Unifying Deep Predicate Invention with Pre-trained Foundation Models
Qianwei Wang, Bowen Li, Zhanpeng Luo, Yifan Xu, Alexander Gray, Tom Silver, Sebastian Scherer, Katia Sycara, Yaqi Xie
TL;DR
UniPred tackles long-horizon robotic planning by unifying top-down predicate proposals from foundation models with bottom-up data-driven refinement, enabling robust symbolic world models in cluttered and non-STRIPS domains. The method iteratively refines LLM-generated predicate hypotheses via effect-based learning on low-level transitions and groundings, while leveraging strong visual features to ground predicates from images. A key contribution is the derived-aware predicate selection that distinguishes basic versus derived predicates to maintain planner reliability in non-STRIPS settings. Across simulated and real-world tasks, UniPred delivers 2-4x higher training success than top-down methods and 3-4x faster learning than bottom-up approaches, demonstrating scalable, foundation-model-grounded abstraction for long-horizon robotic planning.
Abstract
Long-horizon robotic tasks are hard due to continuous state-action spaces and sparse feedback. Symbolic world models help by decomposing tasks into discrete predicates that capture object properties and relations.
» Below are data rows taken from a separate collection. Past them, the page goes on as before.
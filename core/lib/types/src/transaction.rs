//! L2 transactions.
//!
//! Transactions travel RLP-encoded inside batch L2 data and carry one extra
//! byte next to the standard fields: the effective-gas-price percentage that
//! scales the signed gas price on-chain.

use cdk_basic_types::{Address, H256, U256};
use rlp::{DecoderError, Rlp, RlpStream};
use secp256k1::{
    ecdsa::{RecoverableSignature, RecoveryId},
    Message, PublicKey, SecretKey, SECP256K1,
};
use serde::{Deserialize, Serialize};

use crate::hasher::{keccak256, keccak256_concat};

/// Denominator of the effective-gas-price scaling: a percentage byte of 255
/// means the full signed gas price.
pub const EFFECTIVE_GAS_PRICE_MAX: u16 = 256;

#[derive(Debug, thiserror::Error)]
pub enum TransactionError {
    #[error("malformed RLP: {0}")]
    Rlp(#[from] DecoderError),
    #[error("invalid signature values")]
    InvalidSignature,
    #[error("sender recovery failed: {0}")]
    Recovery(#[from] secp256k1::Error),
}

/// A signed L2 transaction together with its recovered sender and the
/// effective-gas-price percentage assigned by the sequencer.
#[derive(Debug, Clone, PartialEq, Eq, Serialize, Deserialize)]
pub struct Transaction {
    pub nonce: u64,
    pub gas_price: U256,
    pub gas: u64,
    /// `None` denotes contract creation.
    pub to: Option<Address>,
    pub value: U256,
    pub data: Vec<u8>,
    pub v: u64,
    pub r: U256,
    pub s: U256,
    /// Sender recovered from the signature.
    pub from: Address,
    /// Byte-scaled multiplier (0..=255) applied to `gas_price` on-chain.
    pub effective_gas_price_pct: u8,
}

impl Transaction {
    /// The EVM transaction hash: keccak of the signed RLP encoding.
    pub fn hash(&self) -> H256 {
        keccak256(&self.rlp_bytes())
    }

    /// The L2 hash, distinct from the EVM hash: a keccak over a fixed-width
    /// field layout (chain id, value, price, nonce, gas, to, from, data).
    pub fn l2_hash(&self) -> H256 {
        let mut buf = Vec::with_capacity(128 + self.data.len());
        buf.extend_from_slice(&self.chain_id().unwrap_or(0).to_be_bytes());
        buf.extend_from_slice(&u256_be(&self.value));
        buf.extend_from_slice(&u256_be(&self.gas_price));
        buf.extend_from_slice(&self.nonce.to_be_bytes());
        buf.extend_from_slice(&self.gas.to_be_bytes());
        match &self.to {
            Some(to) => {
                buf.push(1);
                buf.extend_from_slice(to.as_bytes());
            }
            None => {
                buf.push(0);
                buf.extend_from_slice(&[0u8; 20]);
            }
        }
        buf.extend_from_slice(self.from.as_bytes());
        buf.extend_from_slice(&self.data);
        keccak256(&buf)
    }

    /// Chain id carried by an EIP-155 signature, `None` for pre-155 ones.
    pub fn chain_id(&self) -> Option<u64> {
        if self.v >= 35 {
            Some((self.v - 35) / 2)
        } else {
            None
        }
    }

    /// Gas price after applying the effective-gas-price percentage.
    pub fn effective_gas_price(&self) -> U256 {
        self.gas_price * U256::from(self.effective_gas_price_pct as u16 + 1)
            / U256::from(EFFECTIVE_GAS_PRICE_MAX)
    }

    /// The signed RLP encoding, as it appears inside batch L2 data.
    pub fn rlp_bytes(&self) -> Vec<u8> {
        let mut stream = RlpStream::new_list(9);
        stream.append(&self.nonce);
        append_u256(&mut stream, &self.gas_price);
        stream.append(&self.gas);
        match &self.to {
            Some(to) => stream.append(&to.as_bytes().to_vec()),
            None => stream.append_empty_data(),
        };
        append_u256(&mut stream, &self.value);
        stream.append(&self.data);
        stream.append(&self.v);
        append_u256(&mut stream, &self.r);
        append_u256(&mut stream, &self.s);
        stream.out().to_vec()
    }

    /// Decodes a signed transaction and recovers its sender. The percentage
    /// is not part of the RLP payload and must be supplied by the caller.
    pub fn from_rlp(bytes: &[u8], effective_gas_price_pct: u8) -> Result<Self, TransactionError> {
        let rlp = Rlp::new(bytes);
        if rlp.item_count()? != 9 {
            return Err(TransactionError::Rlp(DecoderError::RlpIncorrectListLen));
        }
        let to_bytes: Vec<u8> = rlp.val_at(3)?;
        let to = match to_bytes.len() {
            0 => None,
            20 => Some(Address::from_slice(&to_bytes)),
            _ => return Err(TransactionError::Rlp(DecoderError::RlpInvalidLength)),
        };
        let mut tx = Self {
            nonce: rlp.val_at(0)?,
            gas_price: read_u256(&rlp, 1)?,
            gas: rlp.val_at(2)?,
            to,
            value: read_u256(&rlp, 4)?,
            data: rlp.val_at(5)?,
            v: rlp.val_at(6)?,
            r: read_u256(&rlp, 7)?,
            s: read_u256(&rlp, 8)?,
            from: Address::zero(),
            effective_gas_price_pct,
        };
        tx.from = tx.recover_sender()?;
        Ok(tx)
    }

    /// Hash the signature commits to (EIP-155 when the v value carries a
    /// chain id, homestead otherwise).
    pub fn sighash(&self) -> H256 {
        match self.chain_id() {
            Some(chain_id) => {
                let mut stream = RlpStream::new_list(9);
                self.append_unsigned_fields(&mut stream);
                stream.append(&chain_id);
                stream.append_empty_data();
                stream.append_empty_data();
                keccak256(&stream.out())
            }
            None => {
                let mut stream = RlpStream::new_list(6);
                self.append_unsigned_fields(&mut stream);
                keccak256(&stream.out())
            }
        }
    }

    pub fn recover_sender(&self) -> Result<Address, TransactionError> {
        let recovery_id = match self.chain_id() {
            Some(chain_id) => self.v - chain_id * 2 - 35,
            None => self
                .v
                .checked_sub(27)
                .ok_or(TransactionError::InvalidSignature)?,
        };
        if recovery_id > 3 {
            return Err(TransactionError::InvalidSignature);
        }
        let mut compact = [0u8; 64];
        self.r.to_big_endian(&mut compact[..32]);
        self.s.to_big_endian(&mut compact[32..]);
        let signature =
            RecoverableSignature::from_compact(&compact, RecoveryId::from_i32(recovery_id as i32)?)?;
        let message = Message::from_slice(self.sighash().as_bytes())?;
        let public_key = SECP256K1.recover_ecdsa(&message, &signature)?;
        Ok(public_key_to_address(&public_key))
    }

    /// Signs the request under EIP-155 rules. Used by tests across the node
    /// and by tooling that seeds injected batches.
    pub fn sign(request: TransactionRequest, chain_id: u64, secret: &SecretKey) -> Self {
        let mut tx = Self {
            nonce: request.nonce,
            gas_price: request.gas_price,
            gas: request.gas,
            to: request.to,
            value: request.value,
            data: request.data,
            v: chain_id * 2 + 35,
            r: U256::zero(),
            s: U256::zero(),
            from: Address::zero(),
            effective_gas_price_pct: request.effective_gas_price_pct,
        };
        let message = Message::from_slice(tx.sighash().as_bytes())
            .expect("sighash is always 32 bytes");
        let signature = SECP256K1.sign_ecdsa_recoverable(&message, secret);
        let (recovery_id, compact) = signature.serialize_compact();
        tx.v = chain_id * 2 + 35 + recovery_id.to_i32() as u64;
        tx.r = U256::from_big_endian(&compact[..32]);
        tx.s = U256::from_big_endian(&compact[32..]);
        tx.from = public_key_to_address(&PublicKey::from_secret_key(SECP256K1, secret));
        tx
    }

    fn append_unsigned_fields(&self, stream: &mut RlpStream) {
        stream.append(&self.nonce);
        append_u256(stream, &self.gas_price);
        stream.append(&self.gas);
        match &self.to {
            Some(to) => stream.append(&to.as_bytes().to_vec()),
            None => stream.append_empty_data(),
        };
        append_u256(stream, &self.value);
        stream.append(&self.data);
    }
}

/// Unsigned transaction fields handed to [`Transaction::sign`].
#[derive(Debug, Clone, Default)]
pub struct TransactionRequest {
    pub nonce: u64,
    pub gas_price: U256,
    pub gas: u64,
    pub to: Option<Address>,
    pub value: U256,
    pub data: Vec<u8>,
    pub effective_gas_price_pct: u8,
}

fn append_u256(stream: &mut RlpStream, value: &U256) {
    let mut bytes = [0u8; 32];
    value.to_big_endian(&mut bytes);
    let first = bytes.iter().position(|byte| *byte != 0).unwrap_or(32);
    stream.append(&bytes[first..].to_vec());
}

fn read_u256(rlp: &Rlp<'_>, index: usize) -> Result<U256, DecoderError> {
    let bytes: Vec<u8> = rlp.val_at(index)?;
    if bytes.len() > 32 {
        return Err(DecoderError::RlpIsTooBig);
    }
    Ok(U256::from_big_endian(&bytes))
}

fn u256_be(value: &U256) -> [u8; 32] {
    let mut bytes = [0u8; 32];
    value.to_big_endian(&mut bytes);
    bytes
}

fn public_key_to_address(public_key: &PublicKey) -> Address {
    let digest = keccak256_concat([&public_key.serialize_uncompressed()[1..]]);
    Address::from_slice(&digest.as_bytes()[12..])
}

#[cfg(test)]
mod tests {
    use super::*;

    fn secret() -> SecretKey {
        SecretKey::from_slice(&[0x42; 32]).unwrap()
    }

    fn signed_transfer(nonce: u64) -> Transaction {
        Transaction::sign(
            TransactionRequest {
                nonce,
                gas_price: U256::from(1_000_000_000u64),
                gas: 21_000,
                to: Some(Address::repeat_byte(0x11)),
                value: U256::from(10u64),
                data: vec![],
                effective_gas_price_pct: 255,
            },
            1001,
            &secret(),
        )
    }

    #[test]
    fn rlp_round_trip_preserves_fields_and_sender() {
        let tx = signed_transfer(7);
        let decoded = Transaction::from_rlp(&tx.rlp_bytes(), 255).unwrap();
        assert_eq!(decoded, tx);
        assert_eq!(decoded.from, tx.from);
        assert_eq!(decoded.chain_id(), Some(1001));
    }

    #[test]
    fn deploy_round_trip() {
        let tx = Transaction::sign(
            TransactionRequest {
                nonce: 0,
                gas_price: U256::from(5u64),
                gas: 100_000,
                to: None,
                value: U256::zero(),
                data: vec![0x60, 0x00, 0x60, 0x00, 0xf3],
                effective_gas_price_pct: 128,
            },
            1001,
            &secret(),
        );
        let decoded = Transaction::from_rlp(&tx.rlp_bytes(), 128).unwrap();
        assert_eq!(decoded.to, None);
        assert_eq!(decoded, tx);
    }

    #[test]
    fn l2_hash_differs_from_evm_hash() {
        let tx = signed_transfer(0);
        assert_ne!(tx.hash(), tx.l2_hash());
    }

    #[test]
    fn l2_hash_commits_to_sender() {
        let mut tx = signed_transfer(0);
        let original = tx.l2_hash();
        tx.from = Address::repeat_byte(0xaa);
        assert_ne!(tx.l2_hash(), original);
    }

    #[test]
    fn effective_gas_price_scaling() {
        let mut tx = signed_transfer(0);
        tx.gas_price = U256::from(256u64);
        tx.effective_gas_price_pct = 255;
        assert_eq!(tx.effective_gas_price(), U256::from(256u64));
        tx.effective_gas_price_pct = 127;
        assert_eq!(tx.effective_gas_price(), U256::from(128u64));
        tx.effective_gas_price_pct = 0;
        assert_eq!(tx.effective_gas_price(), U256::from(1u64));
    }

    #[test]
    fn tampered_signature_changes_sender() {
        let tx = signed_transfer(3);
        let mut raw = tx.rlp_bytes();
        // Flip a byte inside the payload; recovery yields a different sender
        // or fails outright, but never silently returns the original one.
        let index = raw.len() / 2;
        raw[index] ^= 0xff;
        match Transaction::from_rlp(&raw, 255) {
            Ok(decoded) => assert_ne!(decoded.from, tx.from),
            Err(_) => {}
        }
    }
}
Existing methods learn predicates either top-down, by prompting foundation models without data grounding, or bottom-up, from demonstrations without high-level priors. We introduce UniPred, a bilevel learning framework that unifies both. UniPred uses large language models (LLMs) to propose predicate effect distributions that supervise neural predicate learning from low-level data, while learned feedback iteratively refines the LLM hypotheses. Leveraging strong visual foundation model features, UniPred learns robust predicate classifiers in cluttered scenes. We further propose a predicate evaluation method that supports symbolic models beyond STRIPS assumptions. Across five simulated and one real-robot domains, UniPred achieves 2-4 times higher success rates than top-down methods and 3-4 times faster learning than bottom-up approaches, advancing scalable and flexible symbolic world modeling for robotics.